What is required: Tally the lines in the data that follows that include the word "other", and report nothing but the total.

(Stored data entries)
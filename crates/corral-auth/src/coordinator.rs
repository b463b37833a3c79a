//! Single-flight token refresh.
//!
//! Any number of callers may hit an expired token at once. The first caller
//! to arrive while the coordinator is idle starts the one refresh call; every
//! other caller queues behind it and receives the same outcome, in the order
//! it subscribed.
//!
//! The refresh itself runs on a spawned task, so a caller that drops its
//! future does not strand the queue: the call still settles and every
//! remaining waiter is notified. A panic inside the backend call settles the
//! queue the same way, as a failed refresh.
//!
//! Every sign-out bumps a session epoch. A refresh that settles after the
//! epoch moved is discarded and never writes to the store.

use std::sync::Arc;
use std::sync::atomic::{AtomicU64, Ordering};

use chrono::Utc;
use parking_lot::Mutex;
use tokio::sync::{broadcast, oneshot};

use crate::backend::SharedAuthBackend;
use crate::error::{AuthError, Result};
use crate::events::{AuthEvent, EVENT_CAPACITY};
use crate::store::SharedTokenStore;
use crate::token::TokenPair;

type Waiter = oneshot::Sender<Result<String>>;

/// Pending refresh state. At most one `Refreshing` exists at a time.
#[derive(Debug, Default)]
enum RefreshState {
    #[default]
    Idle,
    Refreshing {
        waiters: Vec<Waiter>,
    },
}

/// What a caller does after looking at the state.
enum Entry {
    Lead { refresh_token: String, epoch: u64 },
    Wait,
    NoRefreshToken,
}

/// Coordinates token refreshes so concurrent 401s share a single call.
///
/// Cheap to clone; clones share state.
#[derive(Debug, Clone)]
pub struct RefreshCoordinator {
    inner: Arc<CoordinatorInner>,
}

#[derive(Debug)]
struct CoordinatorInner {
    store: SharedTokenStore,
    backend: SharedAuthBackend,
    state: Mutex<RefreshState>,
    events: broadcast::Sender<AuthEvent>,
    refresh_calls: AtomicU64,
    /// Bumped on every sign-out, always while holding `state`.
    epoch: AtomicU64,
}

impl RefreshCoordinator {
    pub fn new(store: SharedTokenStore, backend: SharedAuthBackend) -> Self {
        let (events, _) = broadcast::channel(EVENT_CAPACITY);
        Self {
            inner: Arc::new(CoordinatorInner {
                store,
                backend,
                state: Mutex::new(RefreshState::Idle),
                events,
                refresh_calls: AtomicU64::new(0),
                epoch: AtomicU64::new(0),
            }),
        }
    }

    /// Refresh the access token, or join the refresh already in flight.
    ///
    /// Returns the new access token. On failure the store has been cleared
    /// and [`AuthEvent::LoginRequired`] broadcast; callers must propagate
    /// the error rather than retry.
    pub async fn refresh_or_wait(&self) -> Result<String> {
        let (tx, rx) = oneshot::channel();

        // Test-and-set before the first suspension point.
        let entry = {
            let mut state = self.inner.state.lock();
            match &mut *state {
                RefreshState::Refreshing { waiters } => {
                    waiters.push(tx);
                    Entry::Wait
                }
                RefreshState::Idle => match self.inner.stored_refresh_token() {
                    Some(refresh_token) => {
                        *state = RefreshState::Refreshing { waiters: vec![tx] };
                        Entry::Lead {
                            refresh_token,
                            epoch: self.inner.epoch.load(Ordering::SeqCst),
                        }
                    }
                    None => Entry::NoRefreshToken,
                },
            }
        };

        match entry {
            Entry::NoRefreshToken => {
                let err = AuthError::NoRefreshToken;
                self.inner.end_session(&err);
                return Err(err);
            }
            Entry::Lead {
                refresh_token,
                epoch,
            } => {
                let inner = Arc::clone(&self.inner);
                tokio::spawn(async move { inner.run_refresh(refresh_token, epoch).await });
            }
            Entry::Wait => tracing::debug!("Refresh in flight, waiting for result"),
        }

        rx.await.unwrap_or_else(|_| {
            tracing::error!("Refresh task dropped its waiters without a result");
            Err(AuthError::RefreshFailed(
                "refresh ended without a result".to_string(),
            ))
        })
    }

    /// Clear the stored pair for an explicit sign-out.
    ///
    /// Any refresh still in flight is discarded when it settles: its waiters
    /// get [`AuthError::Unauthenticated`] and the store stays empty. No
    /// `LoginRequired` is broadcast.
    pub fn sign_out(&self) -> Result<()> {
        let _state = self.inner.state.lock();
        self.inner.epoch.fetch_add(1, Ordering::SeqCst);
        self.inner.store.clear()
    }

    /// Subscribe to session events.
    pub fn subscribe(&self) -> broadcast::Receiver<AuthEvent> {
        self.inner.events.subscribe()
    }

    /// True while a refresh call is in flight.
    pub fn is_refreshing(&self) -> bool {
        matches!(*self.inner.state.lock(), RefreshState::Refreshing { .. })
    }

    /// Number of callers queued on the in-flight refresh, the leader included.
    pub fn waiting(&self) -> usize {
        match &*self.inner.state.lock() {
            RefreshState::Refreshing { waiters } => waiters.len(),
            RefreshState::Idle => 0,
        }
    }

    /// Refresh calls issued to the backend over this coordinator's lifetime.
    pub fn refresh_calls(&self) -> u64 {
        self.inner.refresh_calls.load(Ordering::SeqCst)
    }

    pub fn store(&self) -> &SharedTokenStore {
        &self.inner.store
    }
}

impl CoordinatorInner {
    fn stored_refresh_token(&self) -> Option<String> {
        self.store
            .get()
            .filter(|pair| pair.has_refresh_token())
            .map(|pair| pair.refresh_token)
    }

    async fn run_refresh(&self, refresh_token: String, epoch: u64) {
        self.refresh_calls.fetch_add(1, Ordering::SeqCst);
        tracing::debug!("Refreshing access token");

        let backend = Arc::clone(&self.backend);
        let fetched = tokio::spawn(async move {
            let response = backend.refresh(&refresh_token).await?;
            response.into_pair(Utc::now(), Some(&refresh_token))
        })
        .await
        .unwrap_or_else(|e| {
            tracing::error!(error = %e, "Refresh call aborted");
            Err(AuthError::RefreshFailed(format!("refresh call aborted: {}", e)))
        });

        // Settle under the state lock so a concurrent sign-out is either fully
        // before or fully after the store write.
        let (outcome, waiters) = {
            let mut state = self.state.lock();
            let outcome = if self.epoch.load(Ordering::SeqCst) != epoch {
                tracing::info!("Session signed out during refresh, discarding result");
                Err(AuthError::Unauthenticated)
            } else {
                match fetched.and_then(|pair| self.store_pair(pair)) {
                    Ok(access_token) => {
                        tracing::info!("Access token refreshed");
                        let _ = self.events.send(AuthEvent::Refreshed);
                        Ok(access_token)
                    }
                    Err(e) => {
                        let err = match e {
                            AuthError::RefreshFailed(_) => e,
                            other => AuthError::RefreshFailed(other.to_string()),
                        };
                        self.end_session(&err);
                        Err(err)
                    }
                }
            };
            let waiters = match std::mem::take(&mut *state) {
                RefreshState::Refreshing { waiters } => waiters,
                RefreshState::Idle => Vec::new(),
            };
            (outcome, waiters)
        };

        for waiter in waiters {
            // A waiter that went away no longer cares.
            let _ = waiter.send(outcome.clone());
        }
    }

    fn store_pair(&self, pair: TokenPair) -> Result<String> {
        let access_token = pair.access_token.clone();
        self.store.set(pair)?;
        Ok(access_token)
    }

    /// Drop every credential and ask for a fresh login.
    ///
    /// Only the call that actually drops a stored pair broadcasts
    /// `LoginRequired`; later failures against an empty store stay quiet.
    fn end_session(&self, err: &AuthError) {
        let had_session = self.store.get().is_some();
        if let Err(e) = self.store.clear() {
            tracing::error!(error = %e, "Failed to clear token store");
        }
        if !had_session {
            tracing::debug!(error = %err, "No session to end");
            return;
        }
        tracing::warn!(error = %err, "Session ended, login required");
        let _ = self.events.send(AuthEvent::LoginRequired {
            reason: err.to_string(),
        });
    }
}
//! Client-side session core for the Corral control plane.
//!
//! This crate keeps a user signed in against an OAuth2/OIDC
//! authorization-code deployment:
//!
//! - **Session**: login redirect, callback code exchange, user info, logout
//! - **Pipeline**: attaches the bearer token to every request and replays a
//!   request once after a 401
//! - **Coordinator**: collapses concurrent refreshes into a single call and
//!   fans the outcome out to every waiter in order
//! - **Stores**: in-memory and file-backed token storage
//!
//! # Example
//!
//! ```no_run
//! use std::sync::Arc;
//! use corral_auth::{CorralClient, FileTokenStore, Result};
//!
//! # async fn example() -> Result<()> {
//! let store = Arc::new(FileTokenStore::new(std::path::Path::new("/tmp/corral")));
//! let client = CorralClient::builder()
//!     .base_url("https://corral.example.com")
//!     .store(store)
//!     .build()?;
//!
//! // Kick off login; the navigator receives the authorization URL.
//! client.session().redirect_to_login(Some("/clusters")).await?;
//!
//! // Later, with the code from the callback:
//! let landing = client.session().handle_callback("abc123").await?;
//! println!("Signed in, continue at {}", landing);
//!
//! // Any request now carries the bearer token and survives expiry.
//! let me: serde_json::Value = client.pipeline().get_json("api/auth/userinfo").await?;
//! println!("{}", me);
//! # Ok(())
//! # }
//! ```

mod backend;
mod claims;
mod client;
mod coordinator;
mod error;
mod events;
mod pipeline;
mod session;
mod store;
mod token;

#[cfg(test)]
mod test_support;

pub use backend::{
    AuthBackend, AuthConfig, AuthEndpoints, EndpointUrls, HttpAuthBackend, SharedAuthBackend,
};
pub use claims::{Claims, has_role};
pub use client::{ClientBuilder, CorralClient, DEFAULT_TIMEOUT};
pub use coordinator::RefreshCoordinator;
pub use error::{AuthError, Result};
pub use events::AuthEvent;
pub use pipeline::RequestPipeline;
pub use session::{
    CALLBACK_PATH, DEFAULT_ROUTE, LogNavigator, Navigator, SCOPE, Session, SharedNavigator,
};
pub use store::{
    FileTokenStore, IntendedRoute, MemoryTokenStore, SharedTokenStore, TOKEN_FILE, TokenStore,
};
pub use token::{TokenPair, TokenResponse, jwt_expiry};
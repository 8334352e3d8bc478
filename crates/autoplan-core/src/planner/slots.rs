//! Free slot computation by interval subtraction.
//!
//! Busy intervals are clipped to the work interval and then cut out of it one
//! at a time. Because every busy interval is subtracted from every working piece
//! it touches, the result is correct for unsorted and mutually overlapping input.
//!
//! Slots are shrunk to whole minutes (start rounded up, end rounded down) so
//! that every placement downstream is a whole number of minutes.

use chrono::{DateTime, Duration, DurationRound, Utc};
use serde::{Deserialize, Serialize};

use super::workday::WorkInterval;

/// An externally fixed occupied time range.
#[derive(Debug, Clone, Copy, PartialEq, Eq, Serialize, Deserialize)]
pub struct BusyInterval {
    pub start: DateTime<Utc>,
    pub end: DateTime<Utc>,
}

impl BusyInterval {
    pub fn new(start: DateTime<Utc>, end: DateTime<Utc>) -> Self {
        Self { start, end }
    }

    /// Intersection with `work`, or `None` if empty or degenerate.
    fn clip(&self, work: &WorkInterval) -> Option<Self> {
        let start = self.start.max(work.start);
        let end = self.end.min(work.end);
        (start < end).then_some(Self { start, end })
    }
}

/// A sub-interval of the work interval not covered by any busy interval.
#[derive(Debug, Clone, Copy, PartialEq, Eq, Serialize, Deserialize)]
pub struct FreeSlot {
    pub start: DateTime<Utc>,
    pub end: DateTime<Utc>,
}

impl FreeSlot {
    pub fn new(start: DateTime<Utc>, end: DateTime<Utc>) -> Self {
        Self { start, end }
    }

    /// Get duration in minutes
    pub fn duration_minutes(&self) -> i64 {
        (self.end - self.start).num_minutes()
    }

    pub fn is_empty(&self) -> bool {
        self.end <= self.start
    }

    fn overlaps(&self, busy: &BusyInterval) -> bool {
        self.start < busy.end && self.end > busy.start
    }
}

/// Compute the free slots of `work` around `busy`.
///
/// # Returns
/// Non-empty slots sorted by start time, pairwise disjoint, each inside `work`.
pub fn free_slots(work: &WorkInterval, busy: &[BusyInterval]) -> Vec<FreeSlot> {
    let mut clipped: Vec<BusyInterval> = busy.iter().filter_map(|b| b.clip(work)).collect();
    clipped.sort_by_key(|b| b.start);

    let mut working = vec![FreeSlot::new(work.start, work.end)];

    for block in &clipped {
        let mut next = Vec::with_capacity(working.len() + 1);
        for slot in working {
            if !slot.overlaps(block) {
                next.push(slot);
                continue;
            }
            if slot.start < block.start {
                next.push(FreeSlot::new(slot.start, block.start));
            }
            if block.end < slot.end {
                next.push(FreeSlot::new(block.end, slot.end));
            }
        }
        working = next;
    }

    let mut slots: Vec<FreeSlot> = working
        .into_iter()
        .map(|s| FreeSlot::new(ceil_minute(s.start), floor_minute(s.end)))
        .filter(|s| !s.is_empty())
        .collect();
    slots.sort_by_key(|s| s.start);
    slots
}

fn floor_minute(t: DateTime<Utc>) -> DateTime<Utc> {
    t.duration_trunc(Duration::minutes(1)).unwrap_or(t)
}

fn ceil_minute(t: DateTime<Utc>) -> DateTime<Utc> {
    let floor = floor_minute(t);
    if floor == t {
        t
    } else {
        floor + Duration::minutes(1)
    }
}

Answer box: 2